Did anyone notice the graphics on the back showing how 3800 mAH is "10% greater" than 3750 mAH ?


----------



## FlashCrazy (Apr 29, 2007)

ckthorp said:


> You'll also note that the fakers can't do math. 10% more than 3750 mAh would be 4125 mAh, not the 3800 mAh indicated on the back of the package...


 
:lolsign: I noticed that too! Let's see...10% of 3750 = 375, so 3750 + 375 = ummm...3800...yeah, that's it...print the packaging and get 'em on the market!


----------



## SilverFox (Apr 29, 2007)

They could be AAA cells in an AA package...
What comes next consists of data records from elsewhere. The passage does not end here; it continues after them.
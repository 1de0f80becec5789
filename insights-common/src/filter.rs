use std::collections::BTreeSet;
use std::ops::RangeInclusive;

use crate::tables::CustomerSegment;

/// Limits offered by the filter controls: segment labels seen in the table, the observed
/// `n_orders` span and the configured `total_spend` browse range.
#[derive(Debug, Clone, PartialEq)]
pub struct FilterBounds {
    /// Distinct labels in first-seen order. `None` stands for customers without a segment.
    pub segments: Vec<Option<String>>,
    pub orders: RangeInclusive<u32>,
    pub spend: RangeInclusive<f64>,
}

impl FilterBounds {
    pub fn observe(customers: &[CustomerSegment], spend: RangeInclusive<f64>) -> Self {
        let mut segments: Vec<Option<String>> = Vec::new();
        for customer in customers {
            if !segments.contains(&customer.customer_segment) {
                segments.push(customer.customer_segment.clone());
            }
        }

        let min = customers.iter().map(|c| c.n_orders).min().unwrap_or(0);
        let max = customers.iter().map(|c| c.n_orders).max().unwrap_or(0);

        Self {
            segments,
            orders: min..=max,
            spend,
        }
    }
}

/// Conjunction of the three browse predicates.
#[derive(Debug, Clone, PartialEq)]
pub struct CustomerFilter {
    pub segments: BTreeSet<Option<String>>,
    pub orders: RangeInclusive<u32>,
    pub spend: RangeInclusive<f64>,
}

impl CustomerFilter {
    /// Every segment allowed, ranges opened to the full bounds.
    pub fn defaults(bounds: &FilterBounds) -> Self {
        Self {
            segments: bounds.segments.iter().cloned().collect(),
            orders: bounds.orders.clone(),
            spend: bounds.spend.clone(),
        }
    }

    pub fn matches(&self, customer: &CustomerSegment) -> bool {
        self.segments.contains(&customer.customer_segment)
            && self.orders.contains(&customer.n_orders)
            && self.spend.contains(&customer.total_spend)
    }

    pub fn apply<'a, I>(&self, customers: I) -> Vec<&'a CustomerSegment>
    where
        I: IntoIterator<Item = &'a CustomerSegment>,
    {
        customers
            .into_iter()
            .filter(|customer| self.matches(customer))
            .collect()
    }
}

/// Single-row selection, held by `customer_unique_id` so that it survives re-filtering.
#[derive(Debug, Clone, Default, PartialEq, Eq)]
pub struct Selection(Option<String>);

impl Selection {
    /// Returns whether the selection changed. Selecting the current row again is a no-op.
    pub fn select(&mut self, customer_id: &str) -> bool {
        if self.0.as_deref() == Some(customer_id) {
            return false;
        }
        self.0 = Some(customer_id.to_string());
        true
    }

    pub fn clear(&mut self) -> bool {
        self.0.take().is_some()
    }

    pub fn current(&self) -> Option<&str> {
        self.0.as_deref()
    }

    /// Finds the selected customer among the visible rows.
    pub fn resolve<'a>(&self, visible: &[&'a CustomerSegment]) -> Option<&'a CustomerSegment> {
        let id = self.current()?;
        visible
            .iter()
            .copied()
            .find(|customer| customer.customer_unique_id == id)
    }

    /// Drops the selection when the selected customer is no longer visible.
    pub fn retain_visible(&mut self, visible: &[&CustomerSegment]) -> bool {
        if self.current().is_some() && self.resolve(visible).is_none() {
            return self.clear();
        }
        false
    }
}

#[cfg(test)]
mod tests {
    use super::*;

    fn customer(id: &str, segment: Option<&str>, spend: f64, orders: u32) -> CustomerSegment {
        CustomerSegment {
            customer_unique_id: id.to_string(),
            customer_segment: segment.map(str::to_string),
            total_spend: spend,
            n_orders: orders,
            recency_days: 12,
        }
    }

    fn table() -> Vec<CustomerSegment> {
        vec![
            customer("a", Some("Champions"), 1200.0, 6),
            customer("b", Some("New"), 35.5, 1),
            customer("c", None, 80.0, 1),
            customer("d", Some("Whales"), 7400.0, 3),
            customer("e", Some("New"), 5000.0, 2),
        ]
    }

    #[test]
    fn test_bounds_from_data() {
        let customers = table();
        let bounds = FilterBounds::observe(&customers, 0.0..=5000.0);

        assert_eq!(bounds.orders, 1..=6);
        assert_eq!(bounds.spend, 0.0..=5000.0);
        assert_eq!(
            bounds.segments,
            vec![
                Some("Champions".to_string()),
                Some("New".to_string()),
                None,
                Some("Whales".to_string()),
            ]
        );
    }

    #[test]
    fn test_defaults_hide_spend_above_range() {
        let customers = table();
        let filter = CustomerFilter::defaults(&FilterBounds::observe(&customers, 0.0..=5000.0));

        let ids: Vec<&str> = filter
            .apply(&customers)
            .iter()
            .map(|c| c.customer_unique_id.as_str())
            .collect();
        assert_eq!(ids, vec!["a", "b", "c", "e"]);
    }

    #[test]
    fn test_predicates_are_conjunctive() {
        let customers = table();
        let filter = CustomerFilter {
            segments: [Some("New".to_string())].into_iter().collect(),
            orders: 2..=10,
            spend: 0.0..=10_000.0,
        };

        let visible = filter.apply(&customers);
        assert_eq!(visible.len(), 1);
        assert_eq!(visible[0].customer_unique_id, "e");
    }

    #[test]
    fn test_filter_is_idempotent() {
        let customers = table();
        let filter = CustomerFilter {
            segments: [Some("New".to_string()), None].into_iter().collect(),
            orders: 1..=2,
            spend: 0.0..=100.0,
        };

        let once = filter.apply(&customers);
        let twice = filter.apply(once.iter().copied());
        assert_eq!(once, twice);
    }

    #[test]
    fn test_empty_table_bounds() {
        let bounds = FilterBounds::observe(&[], 0.0..=5000.0);
        assert!(bounds.segments.is_empty());
        assert_eq!(bounds.orders, 0..=0);
    }

    #[test]
    fn test_selection_is_idempotent_and_clearable() {
        let mut selection = Selection::default();
        assert!(selection.select("a"));
        assert!(!selection.select("a"));
        assert_eq!(selection.current(), Some("a"));
        assert!(selection.clear());
        assert!(!selection.clear());
        assert_eq!(selection.current(), None);
    }

    #[test]
    fn test_selection_follows_identity_not_position() {
        let customers = table();
        let mut selection = Selection::default();
        selection.select("e");

        let all = CustomerFilter::defaults(&FilterBounds::observe(&customers, 0.0..=5000.0));
        let visible = all.apply(&customers);
        assert_eq!(selection.resolve(&visible).unwrap().customer_unique_id, "e");

        let narrowed = CustomerFilter {
            segments: [Some("New".to_string())].into_iter().collect(),
            ..all.clone()
        };
        let visible = narrowed.apply(&customers);
        assert!(!selection.retain_visible(&visible));
        assert_eq!(selection.resolve(&visible).unwrap().customer_unique_id, "e");

        let champions = CustomerFilter {
            segments: [Some("Champions".to_string())].into_iter().collect(),
            ..all
        };
        let visible = champions.apply(&customers);
        assert!(selection.retain_visible(&visible));
        assert_eq!(selection.current(), None);
    }
}
use crate::tables::CategoryTranslations;

/// Turns raw category codes into display names: translate when possible, then
/// `underscores -> spaces` and title case.
#[derive(Debug, Clone, Copy, Default)]
pub struct CategoryNames<'a> {
    translations: Option<&'a CategoryTranslations>,
}

impl<'a> CategoryNames<'a> {
    pub fn new(translations: Option<&'a CategoryTranslations>) -> Self {
        Self { translations }
    }

    pub fn display_name(&self, raw: &str) -> String {
        let name = self
            .translations
            .and_then(|t| t.english_name(raw))
            .unwrap_or(raw);
        prettify(name)
    }

    /// Distinct display names in first-seen order.
    pub fn distinct_display_names<'r, I>(&self, raws: I) -> Vec<String>
    where
        I: IntoIterator<Item = &'r str>,
    {
        let mut names: Vec<String> = Vec::new();
        for raw in raws {
            let name = self.display_name(raw);
            if !names.contains(&name) {
                names.push(name);
            }
        }
        names
    }
}

/// `"cama_mesa_banho"` -> `"Cama Mesa Banho"`.
///
/// A letter is upper-cased when it follows a non-letter and lower-cased otherwise. Letters whose
/// upper-case form is more than one character are left alone so the result is stable when fed
/// back in.
pub fn prettify(raw: &str) -> String {
    let mut out = String::with_capacity(raw.len());
    let mut prev_is_letter = false;
    for c in raw.chars() {
        let c = if c == '_' { ' ' } else { c };
        if c.is_alphabetic() {
            let mut mapped = if prev_is_letter {
                c.to_lowercase().collect::<String>()
            } else {
                c.to_uppercase().collect::<String>()
            };
            if mapped.chars().count() != 1 {
                mapped = c.to_string();
            }
            out.push_str(&mapped);
            prev_is_letter = true;
        } else {
            out.push(c);
            prev_is_letter = false;
        }
    }
    out
}
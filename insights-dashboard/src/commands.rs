use std::path::PathBuf;

use anyhow::{Context, Error};
use clap::Parser;
use envconfig::Envconfig;
use insights_common::config::Config;
use insights_common::loader::Snapshot;
use rand::rngs::StdRng;
use rand::SeedableRng;
use tracing::{info, warn};

use crate::router::View;
use crate::tui::start_dashboard;

#[derive(Parser, Debug)]
#[command(version, about, long_about = None)]
pub struct Cli {
    /// Directory holding the precomputed segment and affinity tables
    #[arg(long, env = "DATA_DIR")]
    data_dir: Option<PathBuf>,

    /// Screen to open first
    #[arg(long, value_enum, default_value_t = View::Customers)]
    view: View,

    /// Seed for the suggestion shuffle, for reproducible sessions
    #[arg(long)]
    seed: Option<u64>,
}

impl Cli {
    pub fn run() -> Result<(), Error> {
        let command = Cli::parse();
        let config = command.config()?;

        let snapshot = Snapshot::load(&config.data_dir);
        if snapshot.row_counts().is_empty() {
            warn!(
                data_dir = %config.data_dir.display(),
                "no tables found, every view will report missing data"
            );
        }

        let rng = match command.seed {
            Some(seed) => StdRng::seed_from_u64(seed),
            None => StdRng::from_entropy(),
        };

        info!(view = ?command.view, "starting dashboard");
        start_dashboard(&snapshot, &config, command.view, rng)
    }

    fn config(&self) -> Result<Config, Error> {
        let mut config = Config::init_from_env().context("failed to load configuration from env")?;
        if let Some(data_dir) = &self.data_dir {
            config.data_dir = data_dir.clone();
        }
        config.validate().context("invalid configuration")?;
        Ok(config)
    }
}
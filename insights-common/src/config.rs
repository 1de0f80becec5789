use std::cmp::Ordering;
use std::ops::RangeInclusive;
use std::path::PathBuf;

use envconfig::Envconfig;

use crate::error::ConfigError;

#[derive(Envconfig, Clone, Debug)]
pub struct Config {
    #[envconfig(default = "data")]
    pub data_dir: PathBuf,

    // Browse range for total_spend, customers outside it are hidden by default.
    #[envconfig(default = "0")]
    pub spend_range_min: f64,
    #[envconfig(default = "5000")]
    pub spend_range_max: f64,

    #[envconfig(default = "10")]
    pub suggestion_pool: usize,
    #[envconfig(default = "5")]
    pub suggestion_count: usize,

    #[envconfig(default = "5")]
    pub interest_pool: usize,
    #[envconfig(default = "3")]
    pub interest_count: usize,
}

impl Config {
    pub fn validate(&self) -> Result<(), ConfigError> {
        let ordered = self.spend_range_min.partial_cmp(&self.spend_range_max);
        if matches!(ordered, None | Some(Ordering::Greater)) {
            return Err(ConfigError::InvertedSpendRange {
                min: self.spend_range_min,
                max: self.spend_range_max,
            });
        }
        for (name, value) in [
            ("SUGGESTION_POOL", self.suggestion_pool),
            ("SUGGESTION_COUNT", self.suggestion_count),
            ("INTEREST_POOL", self.interest_pool),
            ("INTEREST_COUNT", self.interest_count),
        ] {
            if value == 0 {
                return Err(ConfigError::ZeroSize(name));
            }
        }
        Ok(())
    }

    pub fn spend_range(&self) -> RangeInclusive<f64> {
        self.spend_range_min..=self.spend_range_max
    }

    pub fn sampler_policy(&self) -> crate::recommend::SamplerPolicy {
        crate::recommend::SamplerPolicy {
            pool: self.suggestion_pool,
            count: self.suggestion_count,
        }
    }

    pub fn default_test_config() -> Self {
        Self {
            data_dir: PathBuf::from("data"),
            spend_range_min: 0.0,
            spend_range_max: 5000.0,
            suggestion_pool: 10,
            suggestion_count: 5,
            interest_pool: 5,
            interest_count: 3,
        }
    }
}
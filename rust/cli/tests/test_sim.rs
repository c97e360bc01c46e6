use serde_json::Value;
use std::fs;
use tictactoe_cli::run;

fn sim(args: &[&str]) -> (i32, String, String) {
    let mut out = Vec::new();
    let mut err = Vec::new();
    let code = run(args.iter().copied(), &mut out, &mut err);
    (
        code,
        String::from_utf8_lossy(&out).into_owned(),
        String::from_utf8_lossy(&err).into_owned(),
    )
}

fn count(out: &str, label: &str) -> u32 {
    out.lines()
        .find_map(|l| l.strip_prefix(label))
        .and_then(|v| v.trim().parse().ok())
        .unwrap_or_else(|| panic!("missing `{}` in\n{}", label, out))
}

#[test]
fn sim_tallies_every_game() {
    let (code, out, err) = sim(&[
        "tictactoe",
        "sim",
        "--games",
        "25",
        "--difficulty",
        "medium",
        "--challenger",
        "easy",
        "--seed",
        "3",
    ]);
    assert_eq!(code, 0, "stderr: {}", err);
    assert!(out.contains("sim: games=25 difficulty=medium challenger=easy seed=3"));
    let total = count(&out, "Challenger wins:")
        + count(&out, "Computer wins:")
        + count(&out, "Draws:");
    assert_eq!(total, 25);
}

#[test]
fn sim_is_reproducible_with_a_seed() {
    let args = [
        "tictactoe",
        "sim",
        "--games",
        "15",
        "--difficulty",
        "hard",
        "--challenger",
        "medium",
        "--seed",
        "77",
    ];
    let (_, first, _) = sim(&args);
    let (_, second, _) = sim(&args);
    assert_eq!(first, second);
}

#[test]
fn sim_writes_one_record_per_game() {
    let dir = tempfile::tempdir().unwrap();
    let path = dir.path().join("out").join("games.jsonl");
    let path_str = path.to_string_lossy().into_owned();
    let (code, out, err) = sim(&[
        "tictactoe", "sim", "--games", "5", "--seed", "1", "--output", &path_str,
    ]);
    assert_eq!(code, 0, "stderr: {}", err);
    assert!(out.contains("Records appended to"));

    let contents = fs::read_to_string(&path).unwrap();
    let records: Vec<Value> = contents
        .lines()
        .filter(|l| !l.trim().is_empty())
        .map(|l| serde_json::from_str(l).expect("valid JSON line"))
        .collect();
    assert_eq!(records.len(), 5);
    for (i, rec) in records.iter().enumerate() {
        assert_eq!(rec["seed"], 1 + i as u64);
        assert_eq!(rec["mode"], "singleplayer");
        assert!(rec["ts"].is_string());
        assert_ne!(rec["result"], "unfinished");
    }
}

#[test]
fn sim_rejects_zero_games() {
    let (code, _, err) = sim(&["tictactoe", "sim", "--games", "0"]);
    assert_eq!(code, 2);
    assert!(err.contains("games must be >= 1"));
}
//! Command handler modules for the tictactoe CLI.
//!
//! Each command lives in its own module with the same shape:
//!
//! - Public handler function: `pub fn handle_COMMAND_command(...) -> Result<(), CliError>`
//! - Output streams (`&mut dyn Write`) and input (`&mut dyn BufRead`) passed in
//! - Errors propagated via the `CliError` enum

pub mod cfg;
pub mod play;
pub mod sim;

pub use cfg::handle_cfg_command;
pub use play::handle_play_command;
pub use sim::handle_sim_command;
AAA cells are around 13 g each.

Tom


----------



## paulr (Apr 29, 2007)

They are fake cells, there's a lot of them around. http://google.com/search?q=fake+sony+nimh gets lots of hits.


----------



## boef800 (Apr 29, 2007)

hmm,yummyyummy.sounds like one heck of a cell:rock::naughty::lolsign:


----------



## hank (Apr 29, 2007)

And for a long time. Look at the spelling on this older fake package: "Alksline"
http://www.stevesforums.com/forums/attachment.php?id=5518

That's from Tue Oct 5th, 2004

Other examples further in the thread, including fake charger, also faked Sony. Lots of crap.


----------



## nanotech17 (Apr 29, 2007)

I have 16 of these and all of them are USELESS 
I ask for refund the buyer just silent until today.
All i can say is this cell are FAKE !
Check or contact Sony Corp to find out.


----------



## ckthorp (Apr 30, 2007)

EDIT: bad information removed. See post 22.


----------



## Martin (Apr 30, 2007)

nanotech17 said:


> ..Check or contact Sony Corp to find out.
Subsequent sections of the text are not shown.